I don't remember if it got released officially or if it is only a prototype, but there was also a personality card referred to as Bordeaux with DVD decoding hardware on it. I believe it was a Wings with additional hardware. I don't know if it had SCSI/IDE on it or if it was just the decompression hardware for MPEG-2 video.
Given that every beige G3 board that ended up being built had three normal PCI slots on it, I don't think Apple meant for the personality card slot to be available for more third party development. They could have used it for their own purposes, especially if (I'd have to go look at my G3 tower, too) the whole thing has its own back-plating, but really, I think the whole idea was to make manufacturing A/V and non-A/V configurations of Power Macintoshes easier. Basically, to avoid the situation Apple was in in some markets, selling the 7300/200 and 7600/200 alongside one another, one with and one without a/v functionality.

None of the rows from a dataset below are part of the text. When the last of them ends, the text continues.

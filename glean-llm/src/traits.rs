use async_trait::async_trait;
use glean_common::{GleanError, Result};

use crate::prompt::{build_prompt, Action};

#[async_trait]
pub trait CompletionClient: Send + Sync {
    /// Send one prompt as a single user message and return the reply text.
    async fn complete(&self, prompt: &str, credential: &str, model: &str) -> Result<String>;

    /// Template `text` for `action` and run it through [`CompletionClient::complete`].
    ///
    /// Fails with [`GleanError::MissingCredential`] before any network traffic
    /// when the credential is blank.
    async fn process(
        &self,
        text: &str,
        action: Action,
        credential: &str,
        model: &str,
    ) -> Result<String> {
        if credential.trim().is_empty() {
            return Err(GleanError::MissingCredential);
        }
        let prompt = build_prompt(action, text);
        tracing::debug!(%action, model, prompt_len = prompt.len(), "completion.process");
        self.complete(&prompt, credential, model).await
    }
}
use std::process::ExitCode;

use anyhow::Result;
use clap::Parser;
use glean_common::observability::{LogConfig, init_logging};
use glean_config::{GleanConfig, GleanConfigLoader};
use glean_runtime::GleanRuntime;

use cli::Cli;
mod cli;
mod session;
mod wiring;

const DEFAULT_CONFIG_FILE: &str = "glean.yaml";

fn main() -> ExitCode {
    let cli = Cli::parse();
    match run(cli) {
        Ok(()) => ExitCode::SUCCESS,
        Err(e) => {
            eprintln!("{e:#}");
            ExitCode::FAILURE
        }
    }
}

fn run(cli: Cli) -> Result<()> {
    // 1) Load config (env wins)
    let loader = match &cli.config {
        Some(path) => GleanConfigLoader::new().with_file(path),
        None => GleanConfigLoader::new().with_optional_file(DEFAULT_CONFIG_FILE),
    };
    let cfg: GleanConfig = loader.load()?;

    init_logging(LogConfig {
        app_name: "glean",
        log_dir: cfg.log.dir.clone(),
        emit_stderr: cfg.log.stderr,
        format: cfg.log.format,
        default_filter: cfg.log.filter.clone(),
    })?;

    GleanRuntime::build("glean")?.run(wiring::dispatch(cli.command, cfg))
}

Hypothetically Apple could have taken it further and built, say, a video input card that didn't have outputs, for like a video conferencing configuration (like the 7500) but even though the slot was almost certainly technically capable of it, I don't think Apple wanted to over-extend itself too much by building different options.
One side-note, I keep seeing things about the Whisper and the comm slot, but the
Wings also had it - so you can have your dial-up and your A/V too. That may have been mentioned.
As a totally wild hypothetical, if I was giving Apple advice on what to build, an interesting personality card would have been a card to add the blue-and-white G3's USB ports to a beige, and perhaps a 16-meg Rage128, to essentially update a beige G3 to most of what was important for OS X. Not that you can't install a Rage128 and a USB card in a beige, but it would have been an intriguing way to shift one of those machines away from hardware not totally friendly to OS X (the Wings a/v card in particular) to hardware that will work better, and possibly retain some more compatibility with, say, Mac OS X 10.3 and 10.4.